Features
Signed URLs
Grant temporary, authenticated access to private files — without exposing your API key.
The pattern
A signed URL embeds a cryptographic signature and expiry time. You generate it server-side with your Secret Key, then hand it to the client. The CDN validates the signature on every request and rejects expired or tampered URLs.
1
2
3
Client requests a file from your app
Your server checks auth — is the user allowed to see this file?
Your server calls CDNZero's create-link API
Returns a time-limited presigned_url (e.g. TTL = 15 min)

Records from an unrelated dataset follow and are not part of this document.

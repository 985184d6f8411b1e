// Statement Splitter
//
// Turns a byte stream into an ordered sequence of statement texts. A statement
// ends at a line feed preceded by `;` (outside quotes and comments), at the end
// of a full-line comment, or at end of stream.

use tokio::io::{AsyncRead, AsyncReadExt};

use crate::error::PipelineError;
use crate::models::{Dialect, Statement};

/// Bytes requested from the underlying reader per read call
pub const READ_CHUNK_SIZE: usize = 64 * 1024;

/// What the current statement starts with
#[derive(Debug, Clone, Copy, PartialEq, Eq)]
enum Shape {
    LineComment,
    BlockComment,
    Code,
}

/// Lexical position inside a code statement, carried across lines
#[derive(Debug, Clone, Copy, PartialEq, Eq)]
enum Lexeme {
    Plain,
    Quoted(u8),
    BlockComment,
    Dollar,
}

/// Incremental splitter over bytes fed by the caller
///
/// Lines are scanned once; the lexical state of a multi-line statement is kept
/// between calls so large statements are not rescanned as more data arrives.
#[derive(Debug)]
pub struct Splitter {
    dialect: Dialect,
    buf: Vec<u8>,
    /// Start of the next unscanned line in `buf`
    cursor: usize,
    shape: Option<Shape>,
    lexeme: Lexeme,
    dollar_tag: Vec<u8>,
}

impl Splitter {
    pub fn new(dialect: Dialect) -> Self {
        Self {
            dialect,
            buf: Vec::new(),
            cursor: 0,
            shape: None,
            lexeme: Lexeme::Plain,
            dollar_tag: Vec::new(),
        }
    }

    pub fn feed(&mut self, chunk: &[u8]) {
        self.buf.extend_from_slice(chunk);
    }

    /// Next complete statement, or None when more input is needed.
    /// With `at_eof` the trailing partial statement is flushed.
    pub fn next_statement(&mut self, at_eof: bool) -> Option<String> {
        loop {
            if self.shape.is_none() {
                self.skip_leading_whitespace();
                if self.buf.is_empty() {
                    return None;
                }
                if self.buf.len() < 2 && !at_eof && !self.buf.contains(&b'\n') {
                    return None;
                }
                self.shape = Some(self.shape_of_buffer());
            }

            match self.buf[self.cursor..].iter().position(|&b| b == b'\n') {
                Some(offset) => {
                    let end = self.cursor + offset;
                    let terminated = self.scan_line(self.cursor, end);
                    self.cursor = end + 1;
                    if terminated {
                        let text = self.take(end + 1);
                        if !text.is_empty() {
                            return Some(text);
                        }
                    }
                }
                None => {
                    if !at_eof {
                        return None;
                    }
                    let len = self.buf.len();
                    let text = self.take(len);
                    return if text.is_empty() { None } else { Some(text) };
                }
            }
        }
    }

    fn skip_leading_whitespace(&mut self) {
        let blank = self
            .buf
            .iter()
            .take_while(|b| b.is_ascii_whitespace())
            .count();
        if blank > 0 {
            self.buf.drain(..blank);
        }
    }

    fn shape_of_buffer(&self) -> Shape {
        if self.buf.starts_with(b"--") {
            Shape::LineComment
        } else if self.buf.starts_with(b"#") && self.dialect == Dialect::MySQL {
            Shape::LineComment
        } else if self.buf.starts_with(b"/*") {
            Shape::BlockComment
        } else {
            Shape::Code
        }
    }

    /// Scan `buf[start..end]` (one line without its feed); true if it ends the statement
    fn scan_line(&mut self, start: usize, end: usize) -> bool {
        let line = &self.buf[start..end];
        let line = line.strip_suffix(b"\r").unwrap_or(line);

        match self.shape {
            Some(Shape::LineComment) => true,
            Some(Shape::BlockComment) => {
                let line = line.to_vec();
                match self.scan_code(&line) {
                    // nothing but comments so far; ends once none is open
                    None => self.lexeme == Lexeme::Plain,
                    Some(last) => {
                        self.shape = Some(Shape::Code);
                        self.lexeme == Lexeme::Plain && last == b';'
                    }
                }
            }
            Some(Shape::Code) | None => {
                let line = line.to_vec();
                let last = self.scan_code(&line);
                self.lexeme == Lexeme::Plain && last == Some(b';')
            }
        }
    }

    /// Advance the lexical state over one line, returning the last significant
    /// byte seen outside strings and comments
    fn scan_code(&mut self, line: &[u8]) -> Option<u8> {
        let mut last = None;
        let mut i = 0;

        while i < line.len() {
            let b = line[i];
            match self.lexeme {
                Lexeme::Plain => match b {
                    b'\'' | b'"' | b'`' => {
                        self.lexeme = Lexeme::Quoted(b);
                        last = Some(b);
                    }
                    b'-' if line.get(i + 1) == Some(&b'-') => break,
                    b'#' if self.dialect == Dialect::MySQL => break,
                    b'/' if line.get(i + 1) == Some(&b'*') => {
                        self.lexeme = Lexeme::BlockComment;
                        i += 2;
                        continue;
                    }
                    b'$' if self.dialect.dollar_quoting() => {
                        last = Some(b);
                        if let Some(len) = dollar_tag_len(&line[i..]) {
                            self.dollar_tag = line[i..i + len].to_vec();
                            self.lexeme = Lexeme::Dollar;
                            i += len;
                            continue;
                        }
                    }
                    b if b.is_ascii_whitespace() => {}
                    _ => last = Some(b),
                },
                Lexeme::Quoted(quote) => {
                    if b == b'\\' && self.dialect.backslash_escapes() {
                        i += 2;
                        continue;
                    }
                    if b == quote {
                        if line.get(i + 1) == Some(&quote) {
                            i += 2;
                            continue;
                        }
                        self.lexeme = Lexeme::Plain;
                        last = Some(quote);
                    }
                }
                Lexeme::BlockComment => {
                    if b == b'*' && line.get(i + 1) == Some(&b'/') {
                        self.lexeme = Lexeme::Plain;
                        i += 2;
                        continue;
                    }
                }
                Lexeme::Dollar => {
                    if line[i..].starts_with(&self.dollar_tag) {
                        i += self.dollar_tag.len();
                        self.lexeme = Lexeme::Plain;
                        last = Some(b'$');
                        continue;
                    }
                }
            }
            i += 1;
        }

        last
    }

    /// Remove the first `end` bytes as a statement and reset per-statement state
    fn take(&mut self, end: usize) -> String {
        let bytes: Vec<u8> = self.buf.drain(..end).collect();
        self.cursor = 0;
        self.shape = None;
        self.lexeme = Lexeme::Plain;
        self.dollar_tag.clear();

        let text = match String::from_utf8(bytes) {
            Ok(text) => text,
            Err(err) => String::from_utf8_lossy(err.as_bytes()).into_owned(),
        };
        text.trim().to_string()
    }
}

/// Length of a `$tag$` opener at the start of `s`, if any
fn dollar_tag_len(s: &[u8]) -> Option<usize> {
    if s.first() != Some(&b'$') {
        return None;
    }
    if s.get(1).is_some_and(|b| b.is_ascii_digit()) {
        // positional parameter such as $1
        return None;
    }
    let close = s[1..].iter().position(|&b| b == b'$')? + 1;
    s[1..close]
        .iter()
        .all(|b| b.is_ascii_alphanumeric() || *b == b'_')
        .then_some(close + 1)
}

/// Lazily reads statements from an async byte stream
pub struct StatementReader<R> {
    reader: R,
    splitter: Splitter,
    dialect: Dialect,
    chunk: Vec<u8>,
    eof: bool,
}

impl<R: AsyncRead + Unpin> StatementReader<R> {
    pub fn new(reader: R, dialect: Dialect) -> Self {
        Self {
            reader,
            splitter: Splitter::new(dialect),
            dialect,
            chunk: vec![0; READ_CHUNK_SIZE],
            eof: false,
        }
    }

    /// Next statement in stream order, None once the stream is exhausted
    pub async fn next_statement(&mut self) -> Result<Option<Statement>, PipelineError> {
        loop {
            if let Some(text) = self.splitter.next_statement(self.eof) {
                return Ok(Some(Statement::new(text, self.dialect)));
            }
            if self.eof {
                return Ok(None);
            }

            let n = self.reader.read(&mut self.chunk).await?;
            if n == 0 {
                self.eof = true;
            } else {
                self.splitter.feed(&self.chunk[..n]);
            }
        }
    }
}

/// Split an in-memory script in one go
pub fn split_statements(input: &str, dialect: Dialect) -> Vec<String> {
    let mut splitter = Splitter::new(dialect);
    splitter.feed(input.as_bytes());
    std::iter::from_fn(|| splitter.next_statement(true)).collect()
}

Your server redirects the client to the presigned URL
The CDN serves the file directly. Your API key never leaves the server.
Generating a signed URL
bash
curl -X POST https://api.cdnzero.com/collections/create-link \
-H "Authorization: Bearer YOUR_ACCESS_KEY" \
-H "Content-Type: application/json" \
-d '{
"file_id": "file_abc123",
"file_type": "image",
"expiry": 900
}'Response
{
"file_id": "file_abc123",
"file_type": "image",
"expiry": 900,
"presigned_url": "https://cdn.cdnzero.com/files/abc123.png?X-Sig=...&X-Expires=..."
}Parameters
| Param | Type | Default | Description |
|---|---|---|---|
file_id | string | required | ID of the private file |
file_type | string | required | image, video, or document |
expiry | number | 3600 | TTL in seconds (max 86400 = 24 h) |
Next.js example
app/api/media/route.ts
import { NextRequest, NextResponse } from 'next/server';
export async function GET(req: NextRequest) {
const fileId = req.nextUrl.searchParams.get('id')!;
const res = await fetch('https://api.cdnzero.com/collections/create-link', {
method: 'POST',
headers: {
Authorization: `Bearer ${process.env.CDNZERO_API_KEY}`,
'Content-Type': 'application/json',
},
body: JSON.stringify({ file_id: fileId, file_type: 'image', expiry: 900 }),
});
const { presigned_url } = await res.json();
return NextResponse.redirect(presigned_url);
}Use signed URLs for anything user-specific: profile photos, invoices, private uploads. Keep the TTL short (5–15 minutes) for sensitive content.